EXERCISE PROMPT: Your output should be each line from the material below that has the word "embedding".

SUPPLIED MATERIAL:
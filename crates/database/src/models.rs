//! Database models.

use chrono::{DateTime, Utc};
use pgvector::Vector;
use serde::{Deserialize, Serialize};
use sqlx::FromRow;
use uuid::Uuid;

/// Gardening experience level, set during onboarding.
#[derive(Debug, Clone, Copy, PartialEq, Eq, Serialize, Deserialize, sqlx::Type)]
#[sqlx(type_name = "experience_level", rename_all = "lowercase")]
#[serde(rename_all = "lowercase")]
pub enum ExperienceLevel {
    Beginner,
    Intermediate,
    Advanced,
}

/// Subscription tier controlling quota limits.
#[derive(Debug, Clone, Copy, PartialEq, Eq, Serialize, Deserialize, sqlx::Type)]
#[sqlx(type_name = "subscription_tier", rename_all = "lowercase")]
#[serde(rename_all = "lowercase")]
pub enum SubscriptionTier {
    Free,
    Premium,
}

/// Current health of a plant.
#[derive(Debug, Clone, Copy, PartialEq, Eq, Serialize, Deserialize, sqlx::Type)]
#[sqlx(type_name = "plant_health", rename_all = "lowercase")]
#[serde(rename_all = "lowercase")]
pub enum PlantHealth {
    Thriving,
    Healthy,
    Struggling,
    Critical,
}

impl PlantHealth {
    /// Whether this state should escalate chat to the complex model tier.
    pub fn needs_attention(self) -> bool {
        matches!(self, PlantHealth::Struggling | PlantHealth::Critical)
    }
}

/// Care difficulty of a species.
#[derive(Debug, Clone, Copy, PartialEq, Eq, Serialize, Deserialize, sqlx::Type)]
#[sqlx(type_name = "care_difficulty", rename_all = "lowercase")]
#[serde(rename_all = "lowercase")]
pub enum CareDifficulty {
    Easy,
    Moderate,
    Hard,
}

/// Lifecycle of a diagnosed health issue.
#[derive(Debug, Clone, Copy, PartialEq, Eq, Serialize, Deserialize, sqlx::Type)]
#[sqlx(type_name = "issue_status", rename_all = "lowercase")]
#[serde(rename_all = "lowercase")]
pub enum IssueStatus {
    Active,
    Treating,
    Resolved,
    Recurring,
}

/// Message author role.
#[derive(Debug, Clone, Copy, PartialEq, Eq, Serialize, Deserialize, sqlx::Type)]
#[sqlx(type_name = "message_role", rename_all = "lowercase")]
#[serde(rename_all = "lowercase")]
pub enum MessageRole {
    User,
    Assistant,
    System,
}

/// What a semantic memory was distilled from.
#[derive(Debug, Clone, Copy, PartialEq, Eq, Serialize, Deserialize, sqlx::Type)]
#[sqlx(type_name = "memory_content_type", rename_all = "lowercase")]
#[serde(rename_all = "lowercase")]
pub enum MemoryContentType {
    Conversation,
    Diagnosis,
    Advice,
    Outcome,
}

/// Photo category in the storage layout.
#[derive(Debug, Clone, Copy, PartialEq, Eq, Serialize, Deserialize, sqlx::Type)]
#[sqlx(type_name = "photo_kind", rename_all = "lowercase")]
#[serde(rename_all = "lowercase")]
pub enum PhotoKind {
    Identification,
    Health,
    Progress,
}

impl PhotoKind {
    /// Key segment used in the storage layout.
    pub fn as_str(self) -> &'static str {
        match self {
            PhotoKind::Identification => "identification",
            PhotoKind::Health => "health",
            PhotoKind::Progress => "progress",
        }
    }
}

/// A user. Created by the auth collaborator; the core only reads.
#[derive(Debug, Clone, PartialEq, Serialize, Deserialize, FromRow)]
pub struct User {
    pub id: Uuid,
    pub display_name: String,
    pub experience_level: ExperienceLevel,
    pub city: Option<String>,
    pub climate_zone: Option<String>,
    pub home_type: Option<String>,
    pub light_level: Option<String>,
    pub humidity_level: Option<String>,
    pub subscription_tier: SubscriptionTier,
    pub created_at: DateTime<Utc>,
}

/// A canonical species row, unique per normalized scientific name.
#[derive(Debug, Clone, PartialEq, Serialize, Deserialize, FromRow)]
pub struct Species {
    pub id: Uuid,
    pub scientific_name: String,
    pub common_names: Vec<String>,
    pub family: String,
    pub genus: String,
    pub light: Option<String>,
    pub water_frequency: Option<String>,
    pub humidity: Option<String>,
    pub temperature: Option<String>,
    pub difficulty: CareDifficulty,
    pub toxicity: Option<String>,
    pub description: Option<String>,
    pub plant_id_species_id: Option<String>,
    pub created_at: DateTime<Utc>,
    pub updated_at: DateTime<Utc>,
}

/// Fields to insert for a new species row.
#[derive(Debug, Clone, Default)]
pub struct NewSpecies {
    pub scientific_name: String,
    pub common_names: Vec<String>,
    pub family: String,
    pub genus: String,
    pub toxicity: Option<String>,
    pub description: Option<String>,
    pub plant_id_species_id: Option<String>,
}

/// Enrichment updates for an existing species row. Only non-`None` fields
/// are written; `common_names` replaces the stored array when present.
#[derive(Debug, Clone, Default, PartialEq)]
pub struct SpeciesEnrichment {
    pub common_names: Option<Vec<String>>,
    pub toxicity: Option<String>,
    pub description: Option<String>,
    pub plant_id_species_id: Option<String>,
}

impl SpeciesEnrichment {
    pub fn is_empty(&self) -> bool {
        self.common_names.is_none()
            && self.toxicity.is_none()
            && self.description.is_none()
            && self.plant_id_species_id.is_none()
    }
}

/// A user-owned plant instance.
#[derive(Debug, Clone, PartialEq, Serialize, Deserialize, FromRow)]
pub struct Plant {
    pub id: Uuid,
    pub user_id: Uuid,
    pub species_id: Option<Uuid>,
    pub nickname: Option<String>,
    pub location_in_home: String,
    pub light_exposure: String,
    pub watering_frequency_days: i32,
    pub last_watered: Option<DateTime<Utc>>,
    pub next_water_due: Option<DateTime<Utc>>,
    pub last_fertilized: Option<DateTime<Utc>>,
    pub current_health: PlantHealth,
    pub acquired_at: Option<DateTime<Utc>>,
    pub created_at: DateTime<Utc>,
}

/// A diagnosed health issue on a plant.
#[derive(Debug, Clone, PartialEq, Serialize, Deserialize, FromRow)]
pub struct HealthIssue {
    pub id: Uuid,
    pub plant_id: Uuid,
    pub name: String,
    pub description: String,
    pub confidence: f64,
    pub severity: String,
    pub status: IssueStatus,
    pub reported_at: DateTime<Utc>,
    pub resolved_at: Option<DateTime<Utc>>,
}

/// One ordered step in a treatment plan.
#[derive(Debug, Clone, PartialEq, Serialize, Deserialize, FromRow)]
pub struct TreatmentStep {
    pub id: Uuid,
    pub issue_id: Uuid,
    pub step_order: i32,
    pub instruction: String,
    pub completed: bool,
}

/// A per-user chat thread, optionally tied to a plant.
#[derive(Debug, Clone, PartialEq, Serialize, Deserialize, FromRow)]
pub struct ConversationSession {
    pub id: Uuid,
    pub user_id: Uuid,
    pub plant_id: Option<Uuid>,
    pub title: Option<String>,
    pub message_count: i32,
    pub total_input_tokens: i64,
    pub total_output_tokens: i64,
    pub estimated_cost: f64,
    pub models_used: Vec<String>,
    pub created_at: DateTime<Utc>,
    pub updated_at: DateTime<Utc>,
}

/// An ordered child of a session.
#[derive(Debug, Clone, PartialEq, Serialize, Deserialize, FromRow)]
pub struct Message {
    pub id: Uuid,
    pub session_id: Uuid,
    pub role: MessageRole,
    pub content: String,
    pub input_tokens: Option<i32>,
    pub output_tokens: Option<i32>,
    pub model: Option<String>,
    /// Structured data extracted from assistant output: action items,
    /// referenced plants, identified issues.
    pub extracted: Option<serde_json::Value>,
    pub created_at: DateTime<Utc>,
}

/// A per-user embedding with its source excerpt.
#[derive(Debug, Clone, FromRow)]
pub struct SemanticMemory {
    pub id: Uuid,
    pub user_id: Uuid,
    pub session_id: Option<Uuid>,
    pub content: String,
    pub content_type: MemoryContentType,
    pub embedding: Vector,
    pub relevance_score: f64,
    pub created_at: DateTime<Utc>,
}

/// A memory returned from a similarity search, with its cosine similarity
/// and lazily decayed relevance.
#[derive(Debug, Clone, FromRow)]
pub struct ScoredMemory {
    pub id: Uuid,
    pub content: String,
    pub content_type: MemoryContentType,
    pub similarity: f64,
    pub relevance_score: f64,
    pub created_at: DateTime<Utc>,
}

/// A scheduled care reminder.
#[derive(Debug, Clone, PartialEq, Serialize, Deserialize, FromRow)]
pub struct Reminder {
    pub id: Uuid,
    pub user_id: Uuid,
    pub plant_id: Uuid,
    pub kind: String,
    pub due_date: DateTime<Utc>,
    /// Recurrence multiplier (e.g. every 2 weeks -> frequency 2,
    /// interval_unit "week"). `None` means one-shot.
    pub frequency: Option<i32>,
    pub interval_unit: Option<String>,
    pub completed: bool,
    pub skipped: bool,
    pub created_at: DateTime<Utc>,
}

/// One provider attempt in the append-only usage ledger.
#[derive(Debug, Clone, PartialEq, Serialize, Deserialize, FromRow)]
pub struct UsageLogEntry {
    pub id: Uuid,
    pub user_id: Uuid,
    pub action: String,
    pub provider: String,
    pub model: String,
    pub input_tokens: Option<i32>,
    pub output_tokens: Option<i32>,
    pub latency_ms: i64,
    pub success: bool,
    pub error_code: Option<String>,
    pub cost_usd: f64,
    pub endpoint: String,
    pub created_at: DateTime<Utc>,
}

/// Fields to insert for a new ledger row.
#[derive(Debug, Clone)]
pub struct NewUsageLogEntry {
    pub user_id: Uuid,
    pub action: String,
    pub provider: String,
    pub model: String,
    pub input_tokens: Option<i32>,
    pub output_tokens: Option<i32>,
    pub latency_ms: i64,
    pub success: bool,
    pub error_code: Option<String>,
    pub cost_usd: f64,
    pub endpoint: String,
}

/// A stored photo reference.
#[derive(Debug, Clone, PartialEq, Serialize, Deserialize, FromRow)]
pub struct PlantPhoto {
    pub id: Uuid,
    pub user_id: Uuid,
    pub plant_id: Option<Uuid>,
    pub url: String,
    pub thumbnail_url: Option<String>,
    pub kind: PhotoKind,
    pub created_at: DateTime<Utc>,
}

REPLY:
/// A per-user embedding with its source excerpt.
    pub embedding: Vector,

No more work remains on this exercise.